SOURCE MATERIAL:
========================================

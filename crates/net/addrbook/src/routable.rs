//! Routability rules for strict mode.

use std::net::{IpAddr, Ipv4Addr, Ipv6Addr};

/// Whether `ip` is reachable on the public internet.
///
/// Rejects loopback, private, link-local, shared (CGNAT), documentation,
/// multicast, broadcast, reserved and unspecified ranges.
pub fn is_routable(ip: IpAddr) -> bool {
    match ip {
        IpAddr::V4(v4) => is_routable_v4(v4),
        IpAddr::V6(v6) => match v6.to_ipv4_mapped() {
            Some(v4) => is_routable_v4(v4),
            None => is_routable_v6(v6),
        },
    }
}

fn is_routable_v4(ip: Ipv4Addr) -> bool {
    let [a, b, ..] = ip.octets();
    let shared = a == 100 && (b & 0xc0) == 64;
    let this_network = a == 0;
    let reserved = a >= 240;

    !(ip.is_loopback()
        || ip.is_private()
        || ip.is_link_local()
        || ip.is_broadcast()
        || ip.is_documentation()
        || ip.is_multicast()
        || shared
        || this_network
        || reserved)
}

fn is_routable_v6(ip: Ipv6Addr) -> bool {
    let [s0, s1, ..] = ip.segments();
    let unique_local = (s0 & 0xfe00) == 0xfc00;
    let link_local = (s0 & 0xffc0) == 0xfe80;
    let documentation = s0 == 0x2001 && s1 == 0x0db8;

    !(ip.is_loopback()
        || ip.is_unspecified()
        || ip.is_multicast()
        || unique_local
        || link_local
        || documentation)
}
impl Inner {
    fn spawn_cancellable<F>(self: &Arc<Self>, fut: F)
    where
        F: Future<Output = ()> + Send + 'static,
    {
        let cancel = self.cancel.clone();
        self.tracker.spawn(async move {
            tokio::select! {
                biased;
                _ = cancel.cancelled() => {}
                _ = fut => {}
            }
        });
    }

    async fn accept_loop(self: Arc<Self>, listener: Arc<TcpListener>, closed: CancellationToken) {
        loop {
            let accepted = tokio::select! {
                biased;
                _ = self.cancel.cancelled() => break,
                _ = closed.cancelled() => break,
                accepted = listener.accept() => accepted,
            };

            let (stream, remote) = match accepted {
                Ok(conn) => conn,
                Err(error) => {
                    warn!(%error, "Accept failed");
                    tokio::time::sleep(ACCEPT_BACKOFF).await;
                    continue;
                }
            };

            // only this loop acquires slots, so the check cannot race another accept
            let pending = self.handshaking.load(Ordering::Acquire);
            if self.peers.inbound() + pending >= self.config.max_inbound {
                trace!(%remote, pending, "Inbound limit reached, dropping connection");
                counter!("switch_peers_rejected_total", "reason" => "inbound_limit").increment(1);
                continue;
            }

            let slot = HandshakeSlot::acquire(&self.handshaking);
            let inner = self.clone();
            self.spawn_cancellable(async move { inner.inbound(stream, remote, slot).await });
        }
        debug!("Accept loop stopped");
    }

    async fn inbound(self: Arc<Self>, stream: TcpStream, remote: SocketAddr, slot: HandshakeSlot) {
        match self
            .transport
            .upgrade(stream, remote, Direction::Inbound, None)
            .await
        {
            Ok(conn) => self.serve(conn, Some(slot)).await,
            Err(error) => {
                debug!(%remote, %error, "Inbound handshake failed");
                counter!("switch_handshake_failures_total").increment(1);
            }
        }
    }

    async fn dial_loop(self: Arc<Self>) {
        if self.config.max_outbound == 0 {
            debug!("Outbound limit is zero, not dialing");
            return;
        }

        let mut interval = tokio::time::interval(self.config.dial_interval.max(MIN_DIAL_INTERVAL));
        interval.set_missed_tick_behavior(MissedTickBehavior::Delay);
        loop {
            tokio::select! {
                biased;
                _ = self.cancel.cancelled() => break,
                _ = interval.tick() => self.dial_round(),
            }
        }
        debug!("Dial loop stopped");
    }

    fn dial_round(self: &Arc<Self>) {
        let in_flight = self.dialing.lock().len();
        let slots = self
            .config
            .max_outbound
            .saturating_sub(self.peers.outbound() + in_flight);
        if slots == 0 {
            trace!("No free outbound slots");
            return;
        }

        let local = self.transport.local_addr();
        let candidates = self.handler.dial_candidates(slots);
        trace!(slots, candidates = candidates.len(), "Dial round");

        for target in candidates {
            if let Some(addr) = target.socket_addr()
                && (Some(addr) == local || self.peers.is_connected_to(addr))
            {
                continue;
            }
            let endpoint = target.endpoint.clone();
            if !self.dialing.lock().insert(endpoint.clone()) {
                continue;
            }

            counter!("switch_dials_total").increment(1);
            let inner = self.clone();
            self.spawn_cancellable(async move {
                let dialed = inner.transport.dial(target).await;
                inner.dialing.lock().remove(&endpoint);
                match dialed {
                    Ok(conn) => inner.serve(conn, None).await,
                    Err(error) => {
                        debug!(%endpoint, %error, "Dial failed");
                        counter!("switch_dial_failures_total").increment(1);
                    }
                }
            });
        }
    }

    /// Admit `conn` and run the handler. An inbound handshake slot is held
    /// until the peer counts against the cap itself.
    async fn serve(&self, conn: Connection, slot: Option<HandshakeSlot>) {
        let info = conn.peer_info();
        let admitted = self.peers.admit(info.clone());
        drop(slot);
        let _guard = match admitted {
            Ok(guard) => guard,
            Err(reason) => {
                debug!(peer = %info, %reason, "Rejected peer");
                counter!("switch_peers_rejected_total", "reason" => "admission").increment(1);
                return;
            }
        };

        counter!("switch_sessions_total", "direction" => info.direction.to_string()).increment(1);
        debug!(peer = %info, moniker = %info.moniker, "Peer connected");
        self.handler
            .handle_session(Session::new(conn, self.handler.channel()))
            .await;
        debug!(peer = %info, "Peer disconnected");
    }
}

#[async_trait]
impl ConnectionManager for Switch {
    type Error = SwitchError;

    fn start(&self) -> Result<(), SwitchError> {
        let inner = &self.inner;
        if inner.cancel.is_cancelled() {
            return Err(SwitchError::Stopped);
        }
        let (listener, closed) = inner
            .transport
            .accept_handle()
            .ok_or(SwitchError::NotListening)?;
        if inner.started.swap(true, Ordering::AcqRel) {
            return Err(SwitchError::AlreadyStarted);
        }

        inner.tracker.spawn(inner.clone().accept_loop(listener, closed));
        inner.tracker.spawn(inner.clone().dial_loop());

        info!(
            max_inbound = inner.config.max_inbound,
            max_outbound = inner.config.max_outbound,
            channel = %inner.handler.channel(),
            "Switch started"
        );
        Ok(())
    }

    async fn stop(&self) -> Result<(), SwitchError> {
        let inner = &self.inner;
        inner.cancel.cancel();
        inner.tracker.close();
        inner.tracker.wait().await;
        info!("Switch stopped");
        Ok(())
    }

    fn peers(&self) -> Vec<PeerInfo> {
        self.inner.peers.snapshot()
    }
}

========================================

WHAT TO PRODUCE:
Transcribe each record above exactly. Skip none.

TASK ANSWER:
filename crates/net/addrbook/src/routable.rs
//! Routability rules for strict mode.

use std::net::{IpAddr, Ipv4Addr, Ipv6Addr};

/// Whether `ip` is reachable on the public internet.
///
/// Rejects loopback, private, link-local, shared (CGNAT), documentation,
/// multicast, broadcast, reserved and unspecified ranges.
pub fn is_routable(ip: IpAddr) -> bool {
    match ip {
        IpAddr::V4(v4) => is_routable_v4(v4),
        IpAddr::V6(v6) => match v6.to_ipv4_mapped() {
            Some(v4) => is_routable_v4(v4),
            None => is_routable_v6(v6),
        },
    }
}

fn is_routable_v4(ip: Ipv4Addr) -> bool {
    let [a, b, ..] = ip.octets();
    let shared = a == 100 && (b & 0xc0) == 64;
    let this_network = a == 0;
    let reserved = a >= 240;

    !(ip.is_loopback()
        || ip.is_private()
        || ip.is_link_local()
        || ip.is_broadcast()
        || ip.is_documentation()
        || ip.is_multicast()
        || shared
        || this_network
        || reserved)
}

fn is_routable_v6(ip: Ipv6Addr) -> bool {
    let [s0, s1, ..] = ip.segments();
    let unique_local = (s0 & 0xfe00) == 0xfc00;
    let link_local = (s0 & 0xffc0) == 0xfe80;
    let documentation = s0 == 0x2001 && s1 == 0x0db8;

    !(ip.is_loopback()
        || ip.is_unspecified()
        || ip.is_multicast()
        || unique_local
        || link_local
        || documentation)
}
impl Inner {
    fn spawn_cancellable<F>(self: &Arc<Self>, fut: F)
    where
        F: Future<Output = ()> + Send + 'static,
    {
        let cancel = self.cancel.clone();
        self.tracker.spawn(async move {
            tokio::select! {
                biased;
                _ = cancel.cancelled() => {}
                _ = fut => {}
            }
        });
    }

    async fn accept_loop(self: Arc<Self>, listener: Arc<TcpListener>, closed: CancellationToken) {
        loop {
            let accepted = tokio::select! {
                biased;
                _ = self.cancel.cancelled() => break,
                _ = closed.cancelled() => break,
                accepted = listener.accept() => accepted,
            };

            let (stream, remote) = match accepted {
                Ok(conn) => conn,
                Err(error) => {
                    warn!(%error, "Accept failed");
                    tokio::time::sleep(ACCEPT_BACKOFF).await;
                    continue;
                }
            };

            // only this loop acquires slots, so the check cannot race another accept
            let pending = self.handshaking.load(Ordering::Acquire);
            if self.peers.inbound() + pending >= self.config.max_inbound {
                trace!(%remote, pending, "Inbound limit reached, dropping connection");
                counter!("switch_peers_rejected_total", "reason" => "inbound_limit").increment(1);
                continue;
            }

            let slot = HandshakeSlot::acquire(&self.handshaking);
            let inner = self.clone();
            self.spawn_cancellable(async move { inner.inbound(stream, remote, slot).await });
        }
        debug!("Accept loop stopped");
    }

    async fn inbound(self: Arc<Self>, stream: TcpStream, remote: SocketAddr, slot: HandshakeSlot) {
        match self
            .transport
            .upgrade(stream, remote, Direction::Inbound, None)
            .await
        {
            Ok(conn) => self.serve(conn, Some(slot)).await,
            Err(error) => {
                debug!(%remote, %error, "Inbound handshake failed");
                counter!("switch_handshake_failures_total").increment(1);
            }
        }
    }

    async fn dial_loop(self: Arc<Self>) {
        if self.config.max_outbound == 0 {
            debug!("Outbound limit is zero, not dialing");
            return;
        }

        let mut interval = tokio::time::interval(self.config.dial_interval.max(MIN_DIAL_INTERVAL));
        interval.set_missed_tick_behavior(MissedTickBehavior::Delay);
        loop {
            tokio::select! {
                biased;
                _ = self.cancel.cancelled() => break,
                _ = interval.tick() => self.dial_round(),
            }
        }
        debug!("Dial loop stopped");
    }

    fn dial_round(self: &Arc<Self>) {
        let in_flight = self.dialing.lock().len();
        let slots = self
            .config
            .max_outbound
            .saturating_sub(self.peers.outbound() + in_flight);
        if slots == 0 {
            trace!("No free outbound slots");
            return;
        }

        let local = self.transport.local_addr();
        let candidates = self.handler.dial_candidates(slots);
        trace!(slots, candidates = candidates.len(), "Dial round");

        for target in candidates {
            if let Some(addr) = target.socket_addr()
                && (Some(addr) == local || self.peers.is_connected_to(addr))
            {
                continue;
            }
            let endpoint = target.endpoint.clone();
            if !self.dialing.lock().insert(endpoint.clone()) {
                continue;
            }

            counter!("switch_dials_total").increment(1);
            let inner = self.clone();
            self.spawn_cancellable(async move {
                let dialed = inner.transport.dial(target).await;
                inner.dialing.lock().remove(&endpoint);
                match dialed {
                    Ok(conn) => inner.serve(conn, None).await,
                    Err(error) => {
                        debug!(%endpoint, %error, "Dial failed");
                        counter!("switch_dial_failures_total").increment(1);
                    }
                }
            });
        }
    }

    /// Admit `conn` and run the handler. An inbound handshake slot is held
    /// until the peer counts against the cap itself.
    async fn serve(&self, conn: Connection, slot: Option<HandshakeSlot>) {
        let info = conn.peer_info();
        let admitted = self.peers.admit(info.clone());
        drop(slot);
        let _guard = match admitted {
            Ok(guard) => guard,
            Err(reason) => {
                debug!(peer = %info, %reason, "Rejected peer");
                counter!("switch_peers_rejected_total", "reason" => "admission").increment(1);
                return;
            }
        };

        counter!("switch_sessions_total", "direction" => info.direction.to_string()).increment(1);
        debug!(peer = %info, moniker = %info.moniker, "Peer connected");
        self.handler
            .handle_session(Session::new(conn, self.handler.channel()))
            .await;
        debug!(peer = %info, "Peer disconnected");
    }
}

#[async_trait]
impl ConnectionManager for Switch {
    type Error = SwitchError;

    fn start(&self) -> Result<(), SwitchError> {
        let inner = &self.inner;
        if inner.cancel.is_cancelled() {
            return Err(SwitchError::Stopped);
        }
        let (listener, closed) = inner
            .transport
            .accept_handle()
            .ok_or(SwitchError::NotListening)?;
        if inner.started.swap(true, Ordering::AcqRel) {
            return Err(SwitchError::AlreadyStarted);
        }

        inner.tracker.spawn(inner.clone().accept_loop(listener, closed));
        inner.tracker.spawn(inner.clone().dial_loop());

        info!(
            max_inbound = inner.config.max_inbound,
            max_outbound = inner.config.max_outbound,
            channel = %inner.handler.channel(),
            "Switch started"
        );
        Ok(())
    }

    async fn stop(&self) -> Result<(), SwitchError> {
        let inner = &self.inner;
        inner.cancel.cancel();
        inner.tracker.close();
        inner.tracker.wait().await;
        info!("Switch stopped");
        Ok(())
    }

    fn peers(&self) -> Vec<PeerInfo> {
        self.inner.peers.snapshot()
    }
}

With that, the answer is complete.